--- Problem description ---
Would you give the data below back exactly as it reads?

--- Provided information ---
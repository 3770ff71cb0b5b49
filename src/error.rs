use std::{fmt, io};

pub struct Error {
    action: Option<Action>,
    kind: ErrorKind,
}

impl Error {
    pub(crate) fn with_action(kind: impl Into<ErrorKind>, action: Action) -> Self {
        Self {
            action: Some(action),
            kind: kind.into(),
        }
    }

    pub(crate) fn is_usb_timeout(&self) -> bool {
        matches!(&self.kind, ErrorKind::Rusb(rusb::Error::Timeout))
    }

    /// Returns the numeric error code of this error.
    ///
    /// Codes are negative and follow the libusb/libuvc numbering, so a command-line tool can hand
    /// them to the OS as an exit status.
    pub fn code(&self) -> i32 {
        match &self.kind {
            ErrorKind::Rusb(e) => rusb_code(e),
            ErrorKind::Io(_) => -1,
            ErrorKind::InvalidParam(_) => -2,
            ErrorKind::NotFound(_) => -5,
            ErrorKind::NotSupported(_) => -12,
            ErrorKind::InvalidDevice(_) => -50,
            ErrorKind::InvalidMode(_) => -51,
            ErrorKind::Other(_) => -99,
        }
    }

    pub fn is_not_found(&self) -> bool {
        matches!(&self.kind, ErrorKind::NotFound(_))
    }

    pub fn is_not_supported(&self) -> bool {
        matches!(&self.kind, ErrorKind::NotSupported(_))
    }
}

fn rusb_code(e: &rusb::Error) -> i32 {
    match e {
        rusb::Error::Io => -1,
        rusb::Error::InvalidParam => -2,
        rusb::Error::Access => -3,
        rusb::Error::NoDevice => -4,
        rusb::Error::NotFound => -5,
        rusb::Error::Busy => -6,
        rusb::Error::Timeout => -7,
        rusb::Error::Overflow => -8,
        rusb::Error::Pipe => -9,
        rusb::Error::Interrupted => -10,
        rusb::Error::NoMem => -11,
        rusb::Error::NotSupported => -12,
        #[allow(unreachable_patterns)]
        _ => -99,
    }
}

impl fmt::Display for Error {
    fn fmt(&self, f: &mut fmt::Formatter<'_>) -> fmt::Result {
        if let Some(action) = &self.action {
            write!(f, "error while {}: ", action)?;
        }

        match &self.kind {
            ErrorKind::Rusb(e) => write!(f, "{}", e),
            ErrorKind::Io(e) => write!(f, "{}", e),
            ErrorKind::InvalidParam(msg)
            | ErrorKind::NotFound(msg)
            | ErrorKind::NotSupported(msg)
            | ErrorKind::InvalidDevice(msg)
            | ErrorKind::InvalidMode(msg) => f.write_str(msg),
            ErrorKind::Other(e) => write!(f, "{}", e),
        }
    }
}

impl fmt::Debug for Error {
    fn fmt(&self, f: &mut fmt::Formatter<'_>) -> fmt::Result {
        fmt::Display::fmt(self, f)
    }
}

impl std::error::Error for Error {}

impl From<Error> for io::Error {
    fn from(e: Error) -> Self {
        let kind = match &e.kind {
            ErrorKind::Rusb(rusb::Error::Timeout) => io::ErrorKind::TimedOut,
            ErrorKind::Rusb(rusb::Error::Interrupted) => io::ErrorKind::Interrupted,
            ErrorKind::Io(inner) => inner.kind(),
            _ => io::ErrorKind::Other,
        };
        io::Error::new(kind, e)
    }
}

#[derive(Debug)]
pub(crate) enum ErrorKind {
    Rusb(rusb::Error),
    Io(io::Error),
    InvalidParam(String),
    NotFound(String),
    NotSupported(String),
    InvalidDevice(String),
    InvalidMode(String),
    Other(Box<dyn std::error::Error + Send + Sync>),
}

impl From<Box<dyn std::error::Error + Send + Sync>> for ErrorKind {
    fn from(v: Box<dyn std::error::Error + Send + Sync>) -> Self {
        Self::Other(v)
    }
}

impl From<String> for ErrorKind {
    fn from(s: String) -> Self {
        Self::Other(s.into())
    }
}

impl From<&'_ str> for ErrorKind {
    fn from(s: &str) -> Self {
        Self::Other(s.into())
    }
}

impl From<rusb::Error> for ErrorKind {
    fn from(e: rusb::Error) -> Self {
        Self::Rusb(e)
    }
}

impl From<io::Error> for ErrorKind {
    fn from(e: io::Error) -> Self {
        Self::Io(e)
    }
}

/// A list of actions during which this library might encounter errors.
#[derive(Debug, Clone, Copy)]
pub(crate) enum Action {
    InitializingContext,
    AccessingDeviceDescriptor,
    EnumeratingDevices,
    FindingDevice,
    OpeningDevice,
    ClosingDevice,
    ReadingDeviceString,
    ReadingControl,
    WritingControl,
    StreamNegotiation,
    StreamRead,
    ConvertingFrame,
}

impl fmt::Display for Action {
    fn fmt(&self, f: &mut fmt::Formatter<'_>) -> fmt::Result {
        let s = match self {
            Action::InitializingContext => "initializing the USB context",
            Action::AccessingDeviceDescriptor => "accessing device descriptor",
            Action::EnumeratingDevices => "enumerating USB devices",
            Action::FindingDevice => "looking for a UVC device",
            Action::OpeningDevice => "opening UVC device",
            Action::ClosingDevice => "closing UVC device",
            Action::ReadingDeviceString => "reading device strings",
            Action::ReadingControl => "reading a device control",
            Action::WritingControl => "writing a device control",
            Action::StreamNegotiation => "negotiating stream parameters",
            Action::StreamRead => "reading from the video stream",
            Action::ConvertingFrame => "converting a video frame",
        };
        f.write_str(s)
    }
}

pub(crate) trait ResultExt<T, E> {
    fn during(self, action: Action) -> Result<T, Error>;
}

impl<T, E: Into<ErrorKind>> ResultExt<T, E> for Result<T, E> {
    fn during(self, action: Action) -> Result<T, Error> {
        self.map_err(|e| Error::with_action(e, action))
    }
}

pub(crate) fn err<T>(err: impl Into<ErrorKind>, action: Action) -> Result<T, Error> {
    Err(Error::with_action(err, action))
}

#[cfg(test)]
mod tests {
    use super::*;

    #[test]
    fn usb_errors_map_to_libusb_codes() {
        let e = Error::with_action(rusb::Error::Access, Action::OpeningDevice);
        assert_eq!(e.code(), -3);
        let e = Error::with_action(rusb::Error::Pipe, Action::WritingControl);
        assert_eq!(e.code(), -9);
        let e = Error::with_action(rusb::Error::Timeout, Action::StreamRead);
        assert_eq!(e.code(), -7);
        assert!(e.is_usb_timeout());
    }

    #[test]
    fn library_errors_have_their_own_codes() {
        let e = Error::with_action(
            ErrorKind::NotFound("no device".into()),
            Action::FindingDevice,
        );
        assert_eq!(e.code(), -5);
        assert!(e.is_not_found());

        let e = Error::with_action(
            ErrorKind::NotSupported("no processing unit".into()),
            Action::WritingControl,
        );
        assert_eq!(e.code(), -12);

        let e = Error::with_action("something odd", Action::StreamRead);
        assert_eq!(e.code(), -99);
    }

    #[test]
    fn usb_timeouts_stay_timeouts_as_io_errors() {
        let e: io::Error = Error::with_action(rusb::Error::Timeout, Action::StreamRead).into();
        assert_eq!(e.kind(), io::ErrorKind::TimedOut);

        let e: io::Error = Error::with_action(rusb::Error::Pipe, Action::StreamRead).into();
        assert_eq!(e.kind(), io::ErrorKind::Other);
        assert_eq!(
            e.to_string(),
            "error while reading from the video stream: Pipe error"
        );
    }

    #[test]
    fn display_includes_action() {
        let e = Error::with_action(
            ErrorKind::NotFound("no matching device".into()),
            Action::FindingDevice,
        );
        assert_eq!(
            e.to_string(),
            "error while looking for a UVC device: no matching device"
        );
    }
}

--- Solution to this task ---
repository 3770ff71cb0b5b49
filename src/error.rs
use std::{fmt, io};

pub struct Error {
    action: Option<Action>,
    kind: ErrorKind,
}

impl Error {
    pub(crate) fn with_action(kind: impl Into<ErrorKind>, action: Action) -> Self {
        Self {
            action: Some(action),
            kind: kind.into(),
        }
    }

    pub(crate) fn is_usb_timeout(&self) -> bool {
        matches!(&self.kind, ErrorKind::Rusb(rusb::Error::Timeout))
    }

    /// Returns the numeric error code of this error.
    ///
    /// Codes are negative and follow the libusb/libuvc numbering, so a command-line tool can hand
    /// them to the OS as an exit status.
    pub fn code(&self) -> i32 {
        match &self.kind {
            ErrorKind::Rusb(e) => rusb_code(e),
            ErrorKind::Io(_) => -1,
            ErrorKind::InvalidParam(_) => -2,
            ErrorKind::NotFound(_) => -5,
            ErrorKind::NotSupported(_) => -12,
            ErrorKind::InvalidDevice(_) => -50,
            ErrorKind::InvalidMode(_) => -51,
            ErrorKind::Other(_) => -99,
        }
    }

    pub fn is_not_found(&self) -> bool {
        matches!(&self.kind, ErrorKind::NotFound(_))
    }

    pub fn is_not_supported(&self) -> bool {
        matches!(&self.kind, ErrorKind::NotSupported(_))
    }
}

fn rusb_code(e: &rusb::Error) -> i32 {
    match e {
        rusb::Error::Io => -1,
        rusb::Error::InvalidParam => -2,
        rusb::Error::Access => -3,
        rusb::Error::NoDevice => -4,
        rusb::Error::NotFound => -5,
        rusb::Error::Busy => -6,
        rusb::Error::Timeout => -7,
        rusb::Error::Overflow => -8,
        rusb::Error::Pipe => -9,
        rusb::Error::Interrupted => -10,
        rusb::Error::NoMem => -11,
        rusb::Error::NotSupported => -12,
        #[allow(unreachable_patterns)]
        _ => -99,
    }
}

impl fmt::Display for Error {
    fn fmt(&self, f: &mut fmt::Formatter<'_>) -> fmt::Result {
        if let Some(action) = &self.action {
            write!(f, "error while {}: ", action)?;
        }

        match &self.kind {
            ErrorKind::Rusb(e) => write!(f, "{}", e),
            ErrorKind::Io(e) => write!(f, "{}", e),
            ErrorKind::InvalidParam(msg)
            | ErrorKind::NotFound(msg)
            | ErrorKind::NotSupported(msg)
            | ErrorKind::InvalidDevice(msg)
            | ErrorKind::InvalidMode(msg) => f.write_str(msg),
            ErrorKind::Other(e) => write!(f, "{}", e),
        }
    }
}

impl fmt::Debug for Error {
    fn fmt(&self, f: &mut fmt::Formatter<'_>) -> fmt::Result {
        fmt::Display::fmt(self, f)
    }
}

impl std::error::Error for Error {}

impl From<Error> for io::Error {
    fn from(e: Error) -> Self {
        let kind = match &e.kind {
            ErrorKind::Rusb(rusb::Error::Timeout) => io::ErrorKind::TimedOut,
            ErrorKind::Rusb(rusb::Error::Interrupted) => io::ErrorKind::Interrupted,
            ErrorKind::Io(inner) => inner.kind(),
            _ => io::ErrorKind::Other,
        };
        io::Error::new(kind, e)
    }
}

#[derive(Debug)]
pub(crate) enum ErrorKind {
    Rusb(rusb::Error),
    Io(io::Error),
    InvalidParam(String),
    NotFound(String),
    NotSupported(String),
    InvalidDevice(String),
    InvalidMode(String),
    Other(Box<dyn std::error::Error + Send + Sync>),
}

impl From<Box<dyn std::error::Error + Send + Sync>> for ErrorKind {
    fn from(v: Box<dyn std::error::Error + Send + Sync>) -> Self {
        Self::Other(v)
    }
}

impl From<String> for ErrorKind {
    fn from(s: String) -> Self {
        Self::Other(s.into())
    }
}

impl From<&'_ str> for ErrorKind {
    fn from(s: &str) -> Self {
        Self::Other(s.into())
    }
}

impl From<rusb::Error> for ErrorKind {
    fn from(e: rusb::Error) -> Self {
        Self::Rusb(e)
    }
}

impl From<io::Error> for ErrorKind {
    fn from(e: io::Error) -> Self {
        Self::Io(e)
    }
}

/// A list of actions during which this library might encounter errors.
#[derive(Debug, Clone, Copy)]
pub(crate) enum Action {
    InitializingContext,
    AccessingDeviceDescriptor,
    EnumeratingDevices,
    FindingDevice,
    OpeningDevice,
    ClosingDevice,
    ReadingDeviceString,
    ReadingControl,
    WritingControl,
    StreamNegotiation,
    StreamRead,
    ConvertingFrame,
}

impl fmt::Display for Action {
    fn fmt(&self, f: &mut fmt::Formatter<'_>) -> fmt::Result {
        let s = match self {
            Action::InitializingContext => "initializing the USB context",
            Action::AccessingDeviceDescriptor => "accessing device descriptor",
            Action::EnumeratingDevices => "enumerating USB devices",
            Action::FindingDevice => "looking for a UVC device",
            Action::OpeningDevice => "opening UVC device",
            Action::ClosingDevice => "closing UVC device",
            Action::ReadingDeviceString => "reading device strings",
            Action::ReadingControl => "reading a device control",
            Action::WritingControl => "writing a device control",
            Action::StreamNegotiation => "negotiating stream parameters",
            Action::StreamRead => "reading from the video stream",
            Action::ConvertingFrame => "converting a video frame",
        };
        f.write_str(s)
    }
}

pub(crate) trait ResultExt<T, E> {
    fn during(self, action: Action) -> Result<T, Error>;
}

impl<T, E: Into<ErrorKind>> ResultExt<T, E> for Result<T, E> {
    fn during(self, action: Action) -> Result<T, Error> {
        self.map_err(|e| Error::with_action(e, action))
    }
}

pub(crate) fn err<T>(err: impl Into<ErrorKind>, action: Action) -> Result<T, Error> {
    Err(Error::with_action(err, action))
}

#[cfg(test)]
mod tests {
    use super::*;

    #[test]
    fn usb_errors_map_to_libusb_codes() {
        let e = Error::with_action(rusb::Error::Access, Action::OpeningDevice);
        assert_eq!(e.code(), -3);
        let e = Error::with_action(rusb::Error::Pipe, Action::WritingControl);
        assert_eq!(e.code(), -9);
        let e = Error::with_action(rusb::Error::Timeout, Action::StreamRead);
        assert_eq!(e.code(), -7);
        assert!(e.is_usb_timeout());
    }

    #[test]
    fn library_errors_have_their_own_codes() {
        let e = Error::with_action(
            ErrorKind::NotFound("no device".into()),
            Action::FindingDevice,
        );
        assert_eq!(e.code(), -5);
        assert!(e.is_not_found());

        let e = Error::with_action(
            ErrorKind::NotSupported("no processing unit".into()),
            Action::WritingControl,
        );
        assert_eq!(e.code(), -12);

        let e = Error::with_action("something odd", Action::StreamRead);
        assert_eq!(e.code(), -99);
    }

    #[test]
    fn usb_timeouts_stay_timeouts_as_io_errors() {
        let e: io::Error = Error::with_action(rusb::Error::Timeout, Action::StreamRead).into();
        assert_eq!(e.kind(), io::ErrorKind::TimedOut);

        let e: io::Error = Error::with_action(rusb::Error::Pipe, Action::StreamRead).into();
        assert_eq!(e.kind(), io::ErrorKind::Other);
        assert_eq!(
            e.to_string(),
            "error while reading from the video stream: Pipe error"
        );
    }

    #[test]
    fn display_includes_action() {
        let e = Error::with_action(
            ErrorKind::NotFound("no matching device".into()),
            Action::FindingDevice,
        );
        assert_eq!(
            e.to_string(),
            "error while looking for a UVC device: no matching device"
        );
    }
}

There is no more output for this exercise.